» **Task requirements**
Exactly as written, reproduce all of the entries.
------ Records for processing ------
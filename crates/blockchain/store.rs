//! In-memory chain store backing the mempool and the payload builder: block
//! bodies and headers by hash/number, the canonical chain, receipts and a
//! flat world state the VM reads through its `Database` interface.

use std::collections::HashMap;
use std::sync::{Arc, Mutex};

use bytes::Bytes;
use ethereum_types::{Address, H256, U256};
use ethrun_core::chain_spec::ChainSpec;
use ethrun_core::types::{Block, BlockHash, BlockHeader, BlockNumber, Receipt};
use ethrun_vm::account::{Account, AccountInfo, StorageSlot};
use ethrun_vm::db::Database;

#[derive(Default)]
struct StoreInner {
    blocks: HashMap<BlockHash, Block>,
    canonical: HashMap<BlockNumber, BlockHash>,
    total_difficulty: HashMap<BlockHash, U256>,
    receipts: HashMap<BlockHash, Vec<Receipt>>,
    latest: Option<BlockHash>,
    world: HashMap<Address, Account>,
}

/// Shared handle over the chain data; clones see the same store.
#[derive(Clone)]
pub struct Store {
    inner: Arc<Mutex<StoreInner>>,
    spec: Arc<ChainSpec>,
}

impl Store {
    pub fn new(spec: ChainSpec) -> Self {
        Self {
            inner: Default::default(),
            spec: Arc::new(spec),
        }
    }

    pub fn chain_spec(&self) -> &ChainSpec {
        &self.spec
    }

    fn lock(&self) -> std::sync::MutexGuard<'_, StoreInner> {
        // A poisoned store lock means a writer panicked mid-update; there is
        // no meaningful recovery.
        self.inner.lock().unwrap_or_else(|poisoned| poisoned.into_inner())
    }

    // ===== blocks =====

    pub fn add_block(&self, block: Block) {
        let hash = block.hash();
        let parent_td = self
            .get_total_difficulty(block.header.parent_hash)
            .unwrap_or_default();
        let mut inner = self.lock();
        inner
            .total_difficulty
            .insert(hash, parent_td + block.header.difficulty);
        inner.blocks.insert(hash, block);
    }

    pub fn get_block(&self, hash: BlockHash) -> Option<Block> {
        self.lock().blocks.get(&hash).cloned()
    }

    pub fn get_block_by_number(&self, number: BlockNumber) -> Option<Block> {
        let inner = self.lock();
        let hash = inner.canonical.get(&number)?;
        inner.blocks.get(hash).cloned()
    }

    pub fn get_block_header(&self, hash: BlockHash) -> Option<BlockHeader> {
        self.lock().blocks.get(&hash).map(|block| block.header.clone())
    }

    pub fn get_total_difficulty(&self, hash: BlockHash) -> Option<U256> {
        self.lock().total_difficulty.get(&hash).copied()
    }

    pub fn set_canonical(&self, block: &Block) {
        let hash = block.hash();
        let mut inner = self.lock();
        inner.canonical.insert(block.header.number, hash);
        inner.latest = Some(hash);
    }

    pub fn latest_block_hash(&self) -> Option<BlockHash> {
        self.lock().latest
    }

    pub fn latest_header(&self) -> Option<BlockHeader> {
        let inner = self.lock();
        let hash = inner.latest?;
        inner.blocks.get(&hash).map(|block| block.header.clone())
    }

    pub fn add_receipts(&self, block_hash: BlockHash, receipts: Vec<Receipt>) {
        self.lock().receipts.insert(block_hash, receipts);
    }

    pub fn get_receipts(&self, block_hash: BlockHash) -> Option<Vec<Receipt>> {
        self.lock().receipts.get(&block_hash).cloned()
    }

    // ===== world state =====

    pub fn set_account(&self, address: Address, account: Account) {
        self.lock().world.insert(address, account);
    }

    pub fn get_account(&self, address: Address) -> Option<Account> {
        self.lock().world.get(&address).cloned()
    }

    pub fn account_nonce(&self, address: Address) -> u64 {
        self.lock()
            .world
            .get(&address)
            .map(|account| account.info.nonce)
            .unwrap_or_default()
    }

    pub fn account_balance(&self, address: Address) -> U256 {
        self.lock()
            .world
            .get(&address)
            .map(|account| account.info.balance)
            .unwrap_or_default()
    }

    /// Applies the account cache produced by an executed block back into the
    /// flat world state.
    pub fn apply_account_updates(&self, updates: &HashMap<Address, Account>) {
        let mut inner = self.lock();
        for (address, account) in updates {
            let entry = inner.world.entry(*address).or_default();
            entry.info = account.info.clone();
            for (key, slot) in &account.storage {
                entry.storage.insert(
                    *key,
                    StorageSlot {
                        original_value: slot.current_value,
                        current_value: slot.current_value,
                    },
                );
            }
        }
    }

    pub fn fund_account(&self, address: Address, balance: U256) {
        let mut inner = self.lock();
        inner.world.entry(address).or_default().info.balance = balance;
    }

    pub fn set_code(&self, address: Address, code: Bytes) {
        let mut inner = self.lock();
        let entry = inner.world.entry(address).or_default();
        entry.info.bytecode = code;
    }
}

impl Database for Store {
    fn get_account_info(&self, address: Address) -> AccountInfo {
        self.lock()
            .world
            .get(&address)
            .map(|account| account.info.clone())
            .unwrap_or_default()
    }

    fn get_storage_slot(&self, address: Address, key: H256) -> U256 {
        self.lock()
            .world
            .get(&address)
            .and_then(|account| account.storage.get(&key))
            .map(|slot| slot.current_value)
            .unwrap_or_default()
    }

    fn get_block_hash(&self, block_number: u64) -> Option<H256> {
        self.lock().canonical.get(&block_number).copied()
    }
}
------
» **Exercise output**
filename crates/blockchain/store.rs
//! In-memory chain store backing the mempool and the payload builder: block
//! bodies and headers by hash/number, the canonical chain, receipts and a
//! flat world state the VM reads through its `Database` interface.

use std::collections::HashMap;
use std::sync::{Arc, Mutex};

use bytes::Bytes;
use ethereum_types::{Address, H256, U256};
use ethrun_core::chain_spec::ChainSpec;
use ethrun_core::types::{Block, BlockHash, BlockHeader, BlockNumber, Receipt};
use ethrun_vm::account::{Account, AccountInfo, StorageSlot};
use ethrun_vm::db::Database;

#[derive(Default)]
struct StoreInner {
    blocks: HashMap<BlockHash, Block>,
    canonical: HashMap<BlockNumber, BlockHash>,
    total_difficulty: HashMap<BlockHash, U256>,
    receipts: HashMap<BlockHash, Vec<Receipt>>,
    latest: Option<BlockHash>,
    world: HashMap<Address, Account>,
}

/// Shared handle over the chain data; clones see the same store.
#[derive(Clone)]
pub struct Store {
    inner: Arc<Mutex<StoreInner>>,
    spec: Arc<ChainSpec>,
}

impl Store {
    pub fn new(spec: ChainSpec) -> Self {
        Self {
            inner: Default::default(),
            spec: Arc::new(spec),
        }
    }

    pub fn chain_spec(&self) -> &ChainSpec {
        &self.spec
    }

    fn lock(&self) -> std::sync::MutexGuard<'_, StoreInner> {
        // A poisoned store lock means a writer panicked mid-update; there is
        // no meaningful recovery.
        self.inner.lock().unwrap_or_else(|poisoned| poisoned.into_inner())
    }

    // ===== blocks =====

    pub fn add_block(&self, block: Block) {
        let hash = block.hash();
        let parent_td = self
            .get_total_difficulty(block.header.parent_hash)
            .unwrap_or_default();
        let mut inner = self.lock();
        inner
            .total_difficulty
            .insert(hash, parent_td + block.header.difficulty);
        inner.blocks.insert(hash, block);
    }

    pub fn get_block(&self, hash: BlockHash) -> Option<Block> {
        self.lock().blocks.get(&hash).cloned()
    }

    pub fn get_block_by_number(&self, number: BlockNumber) -> Option<Block> {
        let inner = self.lock();
        let hash = inner.canonical.get(&number)?;
        inner.blocks.get(hash).cloned()
    }

    pub fn get_block_header(&self, hash: BlockHash) -> Option<BlockHeader> {
        self.lock().blocks.get(&hash).map(|block| block.header.clone())
    }

    pub fn get_total_difficulty(&self, hash: BlockHash) -> Option<U256> {
        self.lock().total_difficulty.get(&hash).copied()
    }

    pub fn set_canonical(&self, block: &Block) {
        let hash = block.hash();
        let mut inner = self.lock();
        inner.canonical.insert(block.header.number, hash);
        inner.latest = Some(hash);
    }

    pub fn latest_block_hash(&self) -> Option<BlockHash> {
        self.lock().latest
    }

    pub fn latest_header(&self) -> Option<BlockHeader> {
        let inner = self.lock();
        let hash = inner.latest?;
        inner.blocks.get(&hash).map(|block| block.header.clone())
    }

    pub fn add_receipts(&self, block_hash: BlockHash, receipts: Vec<Receipt>) {
        self.lock().receipts.insert(block_hash, receipts);
    }

    pub fn get_receipts(&self, block_hash: BlockHash) -> Option<Vec<Receipt>> {
        self.lock().receipts.get(&block_hash).cloned()
    }

    // ===== world state =====

    pub fn set_account(&self, address: Address, account: Account) {
        self.lock().world.insert(address, account);
    }

    pub fn get_account(&self, address: Address) -> Option<Account> {
        self.lock().world.get(&address).cloned()
    }

    pub fn account_nonce(&self, address: Address) -> u64 {
        self.lock()
            .world
            .get(&address)
            .map(|account| account.info.nonce)
            .unwrap_or_default()
    }

    pub fn account_balance(&self, address: Address) -> U256 {
        self.lock()
            .world
            .get(&address)
            .map(|account| account.info.balance)
            .unwrap_or_default()
    }

    /// Applies the account cache produced by an executed block back into the
    /// flat world state.
    pub fn apply_account_updates(&self, updates: &HashMap<Address, Account>) {
        let mut inner = self.lock();
        for (address, account) in updates {
            let entry = inner.world.entry(*address).or_default();
            entry.info = account.info.clone();
            for (key, slot) in &account.storage {
                entry.storage.insert(
                    *key,
                    StorageSlot {
                        original_value: slot.current_value,
                        current_value: slot.current_value,
                    },
                );
            }
        }
    }

    pub fn fund_account(&self, address: Address, balance: U256) {
        let mut inner = self.lock();
        inner.world.entry(address).or_default().info.balance = balance;
    }

    pub fn set_code(&self, address: Address, code: Bytes) {
        let mut inner = self.lock();
        let entry = inner.world.entry(address).or_default();
        entry.info.bytecode = code;
    }
}

impl Database for Store {
    fn get_account_info(&self, address: Address) -> AccountInfo {
        self.lock()
            .world
            .get(&address)
            .map(|account| account.info.clone())
            .unwrap_or_default()
    }

    fn get_storage_slot(&self, address: Address, key: H256) -> U256 {
        self.lock()
            .world
            .get(&address)
            .and_then(|account| account.storage.get(&key))
            .map(|slot| slot.current_value)
            .unwrap_or_default()
    }

    fn get_block_hash(&self, block_number: u64) -> Option<H256> {
        self.lock().canonical.get(&block_number).copied()
    }
}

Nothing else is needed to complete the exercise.